_Work instruction:_ Would you please copy each line below that includes the string "rules"?
########################################
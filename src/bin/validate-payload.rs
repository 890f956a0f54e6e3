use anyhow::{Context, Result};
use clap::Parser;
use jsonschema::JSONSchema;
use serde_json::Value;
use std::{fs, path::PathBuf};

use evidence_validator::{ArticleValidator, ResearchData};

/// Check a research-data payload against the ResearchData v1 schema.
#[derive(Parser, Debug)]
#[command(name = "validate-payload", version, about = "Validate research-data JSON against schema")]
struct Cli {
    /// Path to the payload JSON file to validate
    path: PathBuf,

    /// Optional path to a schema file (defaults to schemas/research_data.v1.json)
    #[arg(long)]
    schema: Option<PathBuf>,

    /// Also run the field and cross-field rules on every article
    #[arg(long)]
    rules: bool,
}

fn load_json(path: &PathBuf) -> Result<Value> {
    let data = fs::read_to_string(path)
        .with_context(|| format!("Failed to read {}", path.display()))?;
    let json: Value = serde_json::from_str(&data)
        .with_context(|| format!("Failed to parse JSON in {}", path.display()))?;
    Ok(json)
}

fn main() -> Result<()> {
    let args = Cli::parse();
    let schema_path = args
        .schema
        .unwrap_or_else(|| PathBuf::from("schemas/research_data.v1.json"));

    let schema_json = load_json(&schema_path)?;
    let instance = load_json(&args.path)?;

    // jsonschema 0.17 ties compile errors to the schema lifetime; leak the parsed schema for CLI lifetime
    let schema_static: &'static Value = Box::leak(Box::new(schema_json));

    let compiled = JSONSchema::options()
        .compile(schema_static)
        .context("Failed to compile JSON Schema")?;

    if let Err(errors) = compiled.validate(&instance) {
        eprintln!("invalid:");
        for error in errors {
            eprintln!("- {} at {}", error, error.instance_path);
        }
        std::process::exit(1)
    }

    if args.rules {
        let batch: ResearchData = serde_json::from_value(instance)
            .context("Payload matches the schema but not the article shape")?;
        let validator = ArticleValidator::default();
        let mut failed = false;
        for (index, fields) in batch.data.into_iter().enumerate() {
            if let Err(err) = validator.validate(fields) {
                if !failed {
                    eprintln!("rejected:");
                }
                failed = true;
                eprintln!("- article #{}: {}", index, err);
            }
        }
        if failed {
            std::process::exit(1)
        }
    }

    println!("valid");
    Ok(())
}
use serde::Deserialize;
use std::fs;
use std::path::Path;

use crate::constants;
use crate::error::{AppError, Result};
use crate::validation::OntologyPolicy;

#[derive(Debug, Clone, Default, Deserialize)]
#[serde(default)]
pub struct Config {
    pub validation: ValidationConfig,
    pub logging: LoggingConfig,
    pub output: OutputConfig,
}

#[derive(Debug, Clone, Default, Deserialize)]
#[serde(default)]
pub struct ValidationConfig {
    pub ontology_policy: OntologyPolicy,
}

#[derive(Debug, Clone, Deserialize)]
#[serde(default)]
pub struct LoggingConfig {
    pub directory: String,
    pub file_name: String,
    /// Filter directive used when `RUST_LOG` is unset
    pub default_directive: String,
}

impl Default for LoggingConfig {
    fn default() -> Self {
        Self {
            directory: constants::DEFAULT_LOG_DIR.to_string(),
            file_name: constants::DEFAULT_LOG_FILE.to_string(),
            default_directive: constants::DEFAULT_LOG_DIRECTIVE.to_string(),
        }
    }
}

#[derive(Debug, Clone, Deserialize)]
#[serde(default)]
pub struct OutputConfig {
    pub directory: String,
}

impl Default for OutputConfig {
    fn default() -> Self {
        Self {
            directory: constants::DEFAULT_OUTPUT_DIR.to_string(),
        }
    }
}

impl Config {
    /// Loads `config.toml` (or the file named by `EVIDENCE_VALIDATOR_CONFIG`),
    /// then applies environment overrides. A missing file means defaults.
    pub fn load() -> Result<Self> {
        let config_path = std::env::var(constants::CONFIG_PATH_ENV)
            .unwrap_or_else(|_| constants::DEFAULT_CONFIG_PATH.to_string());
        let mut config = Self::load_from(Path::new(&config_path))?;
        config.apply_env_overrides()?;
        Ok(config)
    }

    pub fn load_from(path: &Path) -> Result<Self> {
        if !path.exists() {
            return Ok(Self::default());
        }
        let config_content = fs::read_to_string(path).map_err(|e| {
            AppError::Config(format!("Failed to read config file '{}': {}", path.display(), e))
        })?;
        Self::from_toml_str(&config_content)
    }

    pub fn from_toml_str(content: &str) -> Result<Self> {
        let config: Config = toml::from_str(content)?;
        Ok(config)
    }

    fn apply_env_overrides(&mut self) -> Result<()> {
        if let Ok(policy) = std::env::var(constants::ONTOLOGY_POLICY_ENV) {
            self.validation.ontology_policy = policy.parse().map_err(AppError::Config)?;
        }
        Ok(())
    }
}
########################################
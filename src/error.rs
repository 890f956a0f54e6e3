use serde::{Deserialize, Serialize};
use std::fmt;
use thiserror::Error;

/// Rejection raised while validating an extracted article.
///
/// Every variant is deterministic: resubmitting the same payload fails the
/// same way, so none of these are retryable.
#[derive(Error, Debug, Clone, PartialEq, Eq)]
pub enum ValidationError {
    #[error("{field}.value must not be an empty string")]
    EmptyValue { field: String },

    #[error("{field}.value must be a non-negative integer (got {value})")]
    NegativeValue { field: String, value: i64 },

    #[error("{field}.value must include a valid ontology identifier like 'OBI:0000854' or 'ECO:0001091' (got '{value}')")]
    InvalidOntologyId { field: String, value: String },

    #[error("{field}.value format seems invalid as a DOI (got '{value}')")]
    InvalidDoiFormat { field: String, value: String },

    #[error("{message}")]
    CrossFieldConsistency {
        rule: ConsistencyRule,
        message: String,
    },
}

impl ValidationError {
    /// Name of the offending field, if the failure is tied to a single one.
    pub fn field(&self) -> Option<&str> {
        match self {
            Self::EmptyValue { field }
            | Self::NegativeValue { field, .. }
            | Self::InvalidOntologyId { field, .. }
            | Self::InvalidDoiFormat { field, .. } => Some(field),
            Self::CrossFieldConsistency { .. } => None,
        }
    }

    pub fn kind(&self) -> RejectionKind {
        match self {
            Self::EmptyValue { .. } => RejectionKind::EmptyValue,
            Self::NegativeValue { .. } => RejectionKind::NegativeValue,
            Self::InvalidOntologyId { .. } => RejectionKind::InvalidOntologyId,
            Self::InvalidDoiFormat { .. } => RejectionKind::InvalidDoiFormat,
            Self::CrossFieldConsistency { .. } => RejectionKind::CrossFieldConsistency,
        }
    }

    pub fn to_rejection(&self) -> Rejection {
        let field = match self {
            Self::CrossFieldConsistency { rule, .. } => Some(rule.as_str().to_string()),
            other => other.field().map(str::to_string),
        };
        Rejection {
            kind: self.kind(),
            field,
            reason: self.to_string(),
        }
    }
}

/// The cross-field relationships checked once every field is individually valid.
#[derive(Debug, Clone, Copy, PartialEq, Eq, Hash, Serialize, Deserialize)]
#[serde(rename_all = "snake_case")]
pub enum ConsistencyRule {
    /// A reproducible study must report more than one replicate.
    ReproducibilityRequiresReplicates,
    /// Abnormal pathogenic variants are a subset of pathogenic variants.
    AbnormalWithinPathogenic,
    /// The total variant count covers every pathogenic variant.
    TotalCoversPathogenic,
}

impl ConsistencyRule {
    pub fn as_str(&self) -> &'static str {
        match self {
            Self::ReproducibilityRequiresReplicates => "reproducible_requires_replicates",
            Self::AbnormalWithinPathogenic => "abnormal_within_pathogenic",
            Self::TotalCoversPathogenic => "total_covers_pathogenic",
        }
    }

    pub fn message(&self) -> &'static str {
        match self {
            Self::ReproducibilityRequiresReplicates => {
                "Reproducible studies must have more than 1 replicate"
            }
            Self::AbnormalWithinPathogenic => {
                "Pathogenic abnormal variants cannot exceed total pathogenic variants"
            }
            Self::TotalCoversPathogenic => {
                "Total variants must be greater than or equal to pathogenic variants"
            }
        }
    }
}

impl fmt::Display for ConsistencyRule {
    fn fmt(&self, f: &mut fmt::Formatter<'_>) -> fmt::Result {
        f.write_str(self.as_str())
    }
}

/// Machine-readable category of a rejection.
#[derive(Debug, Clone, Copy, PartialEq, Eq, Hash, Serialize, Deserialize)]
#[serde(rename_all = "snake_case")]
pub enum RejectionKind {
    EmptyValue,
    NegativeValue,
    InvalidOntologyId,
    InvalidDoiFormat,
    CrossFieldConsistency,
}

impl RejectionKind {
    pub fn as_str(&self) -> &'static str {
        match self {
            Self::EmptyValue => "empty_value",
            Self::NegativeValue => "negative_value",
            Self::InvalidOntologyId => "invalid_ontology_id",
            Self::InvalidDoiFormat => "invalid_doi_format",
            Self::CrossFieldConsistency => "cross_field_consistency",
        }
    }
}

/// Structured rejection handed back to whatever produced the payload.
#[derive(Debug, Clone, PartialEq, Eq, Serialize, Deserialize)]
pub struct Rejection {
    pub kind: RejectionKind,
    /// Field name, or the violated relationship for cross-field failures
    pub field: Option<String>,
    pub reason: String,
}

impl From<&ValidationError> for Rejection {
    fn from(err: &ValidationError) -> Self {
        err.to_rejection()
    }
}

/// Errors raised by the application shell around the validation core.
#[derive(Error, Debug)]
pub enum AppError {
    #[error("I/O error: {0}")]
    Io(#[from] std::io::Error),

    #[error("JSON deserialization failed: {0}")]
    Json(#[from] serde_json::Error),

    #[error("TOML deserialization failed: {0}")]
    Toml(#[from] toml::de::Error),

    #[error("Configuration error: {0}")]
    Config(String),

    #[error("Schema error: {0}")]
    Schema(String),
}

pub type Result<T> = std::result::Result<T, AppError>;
########################################
_Answer to this task:_
    /// Also run the field and cross-field rules on every article
    rules: bool,
    if args.rules {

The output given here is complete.